**TASK DIRECTIONS:** When the string "return" is part of a line below, that line should be copied.
• • • • •
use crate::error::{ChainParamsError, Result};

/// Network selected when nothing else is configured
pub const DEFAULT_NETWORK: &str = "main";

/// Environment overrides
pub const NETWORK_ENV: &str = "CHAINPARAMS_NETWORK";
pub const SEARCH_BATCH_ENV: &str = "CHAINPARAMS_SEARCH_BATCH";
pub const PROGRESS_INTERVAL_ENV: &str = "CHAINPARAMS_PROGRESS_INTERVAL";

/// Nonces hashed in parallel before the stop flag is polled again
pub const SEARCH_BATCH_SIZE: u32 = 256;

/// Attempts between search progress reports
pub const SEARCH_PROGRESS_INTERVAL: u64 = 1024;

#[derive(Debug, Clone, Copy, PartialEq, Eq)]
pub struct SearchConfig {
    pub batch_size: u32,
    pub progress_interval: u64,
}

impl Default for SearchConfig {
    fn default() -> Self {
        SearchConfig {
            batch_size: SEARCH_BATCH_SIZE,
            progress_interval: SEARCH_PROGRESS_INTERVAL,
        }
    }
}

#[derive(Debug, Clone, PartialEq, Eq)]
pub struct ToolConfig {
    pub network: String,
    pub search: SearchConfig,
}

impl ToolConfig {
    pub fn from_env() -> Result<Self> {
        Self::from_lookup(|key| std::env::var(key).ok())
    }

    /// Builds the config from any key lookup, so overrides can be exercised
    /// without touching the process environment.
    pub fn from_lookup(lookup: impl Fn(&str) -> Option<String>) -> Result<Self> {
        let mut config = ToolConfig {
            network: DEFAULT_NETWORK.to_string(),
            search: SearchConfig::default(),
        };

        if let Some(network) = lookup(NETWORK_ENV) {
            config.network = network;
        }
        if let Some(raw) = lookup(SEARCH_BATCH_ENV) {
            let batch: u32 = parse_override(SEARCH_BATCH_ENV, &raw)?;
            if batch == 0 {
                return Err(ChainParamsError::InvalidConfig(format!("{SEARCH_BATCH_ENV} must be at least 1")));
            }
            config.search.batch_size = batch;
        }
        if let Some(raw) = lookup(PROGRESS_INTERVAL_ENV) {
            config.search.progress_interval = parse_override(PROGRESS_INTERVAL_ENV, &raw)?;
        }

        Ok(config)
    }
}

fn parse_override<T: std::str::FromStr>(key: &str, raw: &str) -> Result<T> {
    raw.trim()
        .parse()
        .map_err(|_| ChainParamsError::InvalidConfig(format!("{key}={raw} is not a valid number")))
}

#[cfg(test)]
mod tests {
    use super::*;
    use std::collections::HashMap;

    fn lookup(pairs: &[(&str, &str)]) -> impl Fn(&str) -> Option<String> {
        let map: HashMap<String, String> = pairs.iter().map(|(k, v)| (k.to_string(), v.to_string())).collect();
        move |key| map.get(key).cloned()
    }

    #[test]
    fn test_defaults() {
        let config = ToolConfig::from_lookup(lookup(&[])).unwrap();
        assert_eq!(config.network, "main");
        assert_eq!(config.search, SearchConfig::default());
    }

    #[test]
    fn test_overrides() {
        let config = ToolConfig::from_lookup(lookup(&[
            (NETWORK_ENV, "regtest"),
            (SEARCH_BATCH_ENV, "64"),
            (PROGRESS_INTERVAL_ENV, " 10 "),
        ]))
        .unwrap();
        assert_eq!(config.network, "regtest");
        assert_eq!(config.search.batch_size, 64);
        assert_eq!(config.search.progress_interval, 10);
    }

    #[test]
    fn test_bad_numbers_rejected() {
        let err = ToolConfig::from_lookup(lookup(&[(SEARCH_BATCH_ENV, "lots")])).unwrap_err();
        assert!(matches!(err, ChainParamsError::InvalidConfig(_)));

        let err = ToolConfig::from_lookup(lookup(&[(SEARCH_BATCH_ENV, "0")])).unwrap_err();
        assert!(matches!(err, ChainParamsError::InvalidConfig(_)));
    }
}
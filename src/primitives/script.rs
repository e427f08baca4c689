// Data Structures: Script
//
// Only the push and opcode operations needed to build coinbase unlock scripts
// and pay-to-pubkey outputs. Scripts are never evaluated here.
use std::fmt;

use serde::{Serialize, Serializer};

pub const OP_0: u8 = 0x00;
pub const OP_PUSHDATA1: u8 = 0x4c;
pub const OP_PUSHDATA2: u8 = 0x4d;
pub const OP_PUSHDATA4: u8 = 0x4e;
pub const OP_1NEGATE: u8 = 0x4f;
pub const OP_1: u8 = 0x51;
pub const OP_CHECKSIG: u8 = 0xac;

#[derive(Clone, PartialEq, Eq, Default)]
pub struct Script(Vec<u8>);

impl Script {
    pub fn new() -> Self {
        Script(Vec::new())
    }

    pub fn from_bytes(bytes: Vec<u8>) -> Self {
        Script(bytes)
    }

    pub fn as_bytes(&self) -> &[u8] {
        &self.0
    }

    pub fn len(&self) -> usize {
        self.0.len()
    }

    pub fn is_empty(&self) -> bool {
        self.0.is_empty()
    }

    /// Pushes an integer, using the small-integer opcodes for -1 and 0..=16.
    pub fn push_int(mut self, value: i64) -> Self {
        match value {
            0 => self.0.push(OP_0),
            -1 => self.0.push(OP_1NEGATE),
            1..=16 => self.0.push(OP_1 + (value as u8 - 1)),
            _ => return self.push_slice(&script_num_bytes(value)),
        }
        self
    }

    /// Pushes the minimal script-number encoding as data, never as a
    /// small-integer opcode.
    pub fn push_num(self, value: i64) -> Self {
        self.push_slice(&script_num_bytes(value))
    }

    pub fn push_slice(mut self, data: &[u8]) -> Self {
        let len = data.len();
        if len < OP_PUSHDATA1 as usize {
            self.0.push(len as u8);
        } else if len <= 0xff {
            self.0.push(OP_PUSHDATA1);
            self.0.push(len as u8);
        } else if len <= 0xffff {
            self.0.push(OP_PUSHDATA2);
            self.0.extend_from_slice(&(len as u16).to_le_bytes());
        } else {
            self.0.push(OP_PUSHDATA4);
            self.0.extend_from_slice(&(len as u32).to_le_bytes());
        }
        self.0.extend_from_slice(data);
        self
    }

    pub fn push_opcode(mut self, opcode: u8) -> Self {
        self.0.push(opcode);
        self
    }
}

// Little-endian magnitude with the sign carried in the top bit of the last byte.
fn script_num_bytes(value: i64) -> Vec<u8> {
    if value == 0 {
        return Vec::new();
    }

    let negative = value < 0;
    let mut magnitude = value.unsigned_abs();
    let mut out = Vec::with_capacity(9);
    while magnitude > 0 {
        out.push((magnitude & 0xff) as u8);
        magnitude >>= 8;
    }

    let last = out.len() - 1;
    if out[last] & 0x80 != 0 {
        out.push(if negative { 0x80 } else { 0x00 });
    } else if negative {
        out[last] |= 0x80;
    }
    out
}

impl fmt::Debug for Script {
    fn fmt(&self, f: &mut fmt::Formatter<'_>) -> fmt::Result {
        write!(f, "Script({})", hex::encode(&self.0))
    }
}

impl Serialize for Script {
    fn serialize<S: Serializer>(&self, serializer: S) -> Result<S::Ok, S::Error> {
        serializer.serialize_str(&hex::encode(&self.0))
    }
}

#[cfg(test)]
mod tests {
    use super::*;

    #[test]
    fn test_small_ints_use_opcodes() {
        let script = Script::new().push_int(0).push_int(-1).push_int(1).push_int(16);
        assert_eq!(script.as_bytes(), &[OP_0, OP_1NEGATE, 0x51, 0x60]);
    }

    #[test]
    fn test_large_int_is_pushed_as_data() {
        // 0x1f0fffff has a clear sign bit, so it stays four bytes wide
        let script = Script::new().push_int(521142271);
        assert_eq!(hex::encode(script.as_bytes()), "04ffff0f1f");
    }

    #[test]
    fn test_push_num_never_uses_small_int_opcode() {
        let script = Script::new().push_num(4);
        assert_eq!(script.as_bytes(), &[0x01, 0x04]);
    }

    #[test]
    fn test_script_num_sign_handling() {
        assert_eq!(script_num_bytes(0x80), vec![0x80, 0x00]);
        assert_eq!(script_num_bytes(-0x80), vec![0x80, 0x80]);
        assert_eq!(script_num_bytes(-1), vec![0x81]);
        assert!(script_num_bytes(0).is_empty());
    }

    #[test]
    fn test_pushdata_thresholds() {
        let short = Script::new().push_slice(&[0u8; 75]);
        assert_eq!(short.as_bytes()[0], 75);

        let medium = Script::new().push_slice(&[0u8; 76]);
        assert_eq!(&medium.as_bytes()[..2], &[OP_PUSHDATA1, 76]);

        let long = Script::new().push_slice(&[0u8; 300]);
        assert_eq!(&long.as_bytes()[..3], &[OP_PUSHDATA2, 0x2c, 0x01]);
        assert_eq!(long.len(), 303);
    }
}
• • • • •
**EXERCISE ANSWER:**
                return Err(ChainParamsError::InvalidConfig(format!("{SEARCH_BATCH_ENV} must be at least 1")));
            _ => return self.push_slice(&script_num_bytes(value)),
        return Vec::new();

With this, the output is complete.